Terry Shames, author of A Killing at Cotton Hill and (just out) The Last Death of Jack Harbin, is my guest today. Her books are set in small-town Texas and feature ex-chief of police Samuel Craddock. Terry lives in Berkeley, CA and is Vice President of Norcal Sisters in Crime and on the board of MWA Norcal. www.Terryshames.com.
I’m happy to have a chance to do a guest blog for Criminal Minds for author Susan Shea. The topic Criminal Minds is addressing this week is whether as an author I’ve ever had to kill off a character I love.
The short answer is no, but that isn’t saying much since my second novel just came out, giving me only two novels to draw from. I have, however, read several books in which characters I loved were killed, and I think there is a right way to do it. When a best-selling author killed off a character I loved, a few years ago I felt betrayed. Asked if she had any remorse about it, the author said absolutely not. The long-term arc of the series demanded a dramatic change and someone important had to go. I understand her reasoning, but understanding was cold comfort.

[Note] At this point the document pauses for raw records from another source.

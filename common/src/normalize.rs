//! 識別子の正規化
//!
//! 検査表・ファイル名・PDF本文で表記がぶれる識別子を比較可能な形に揃える。
//!
//! - `clean_text`: 改行・連続空白を畳み込む（大文字小文字は保持）
//! - `match_key`: 大文字小文字を無視した比較用
//! - `compact_key`: 記号・空白を除去した比較用（ファイル名照合の第3ルール）
//! - `token_key`: 認識トークン同士の比較用（前後の句読点を除去）

/// 前後から取り除く句読点（`+` `-` `/` は品番の一部になり得るので残す）
const EDGE_PUNCTUATION: &[char] = &[',', ';', ':', '.', '(', ')', '[', ']', '{', '}', '"', '\''];

/// セル値・識別子を整形
///
/// 改行を空白に置換し、連続する空白を1つにまとめて前後を除去する。
pub fn clean_text(value: &str) -> String {
    value.split_whitespace().collect::<Vec<_>>().join(" ")
}

/// 大文字小文字を無視した比較キー
pub fn match_key(value: &str) -> String {
    clean_text(value).to_lowercase()
}

/// 英数字のみを残した比較キー
///
/// # Examples
/// ```
/// use fai_coc_common::normalize::compact_key;
///
/// assert_eq!(compact_key("139-3040_763360"), "1393040763360");
/// assert_eq!(compact_key(" KE 104A054 "), "ke104a054");
/// ```
pub fn compact_key(value: &str) -> String {
    value
        .chars()
        .filter(|c| c.is_alphanumeric())
        .flat_map(|c| c.to_lowercase())
        .collect()
}

/// 認識トークンの比較キー
///
/// 空白を除去し、前後の句読点を落として小文字化する。
pub fn token_key(value: &str) -> String {
    let joined: String = value.chars().filter(|c| !c.is_whitespace()).collect();
    joined.trim_matches(EDGE_PUNCTUATION).to_lowercase()
}
use std::collections::HashMap;
use std::path::{Path, PathBuf};
use std::sync::{Arc, Mutex};

/// 文書ごとの書き出し状況
#[derive(Debug, Default)]
pub struct DocumentSlot {
    /// この実行で書き出した最新のファイル
    pub written: Option<PathBuf>,
    /// 不可視テキストレイヤーを埋め込み済み
    pub text_layer: bool,
}

/// 同じPDFに当たった複数の行を順番に処理するための登録簿
///
/// ジョブは自分の文書のスロットを処理の間ずっと保持する。後続のジョブは
/// 先に書き出された出力を読み込むので、ハイライトが1つのファイルに積み重なる。
#[derive(Debug, Default)]
pub struct DocumentRegistry {
    slots: Mutex<HashMap<PathBuf, Arc<Mutex<DocumentSlot>>>>,
}

impl DocumentRegistry {
    pub fn new() -> Self {
        Self::default()
    }

    pub fn slot(&self, source: &Path) -> Arc<Mutex<DocumentSlot>> {
        let mut slots = self.slots.lock().unwrap_or_else(|e| e.into_inner());
        slots.entry(source.to_path_buf()).or_default().clone()
    }
}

The first time I ever read a book in which the main character was killed off was To the Lighthouse, by Virginia Woolf. She wrote the book in a response to the anguished loss of a whole generation of men in World War I. The book brought home how wrenching it is to suddenly have a loved one disappear. In Woolf’s case, although I was shocked, I didn’t feel cheated.
Why did I feel betrayed by one writer and not the other? Both writers had good reasons for killing off their characters. Maybe the answer lies in an interview I read recently. Author Mark Pryor said of his third novel, The Blood Promise, “I know some people are going to be upset by this, but one of the major characters doesn’t make it. I’ll be asked, I suspect, why I’d kill off a major character but the truth is, that’s how the story unfolded. And believe me, Hugo will battle with the sadness and distress of that event as much as anyone.” The italics are mine. In Woolf’s novel the reader has the second half of the book to mourn with the characters left behind. In the mystery novel I mentioned earlier, the death happens suddenly at the end, leaving hardly any time for the reader to process the distress of the event. In a way, it feels like a contrivance. Those who watch TV series have gotten used to having a key character die or disappear because the actor’s contract has run out. It’s hard to avoid the feeling those disappearances are contrived.
In my books, several of my characters are “geezers.” Sooner or later I’m going to have to let somebody go. In the third book of my series, which I’m currently writing, one of the characters is starting down that path. Even though the character doesn’t have much going for him, I feel a certain amount of affection for him, and want to give him his proper due before I send him off. It’s the author’s choice how to kill off a beloved character, but when I’m up against it, I’ll remember my feeling of betrayal, and give readers a chance to mourn properly.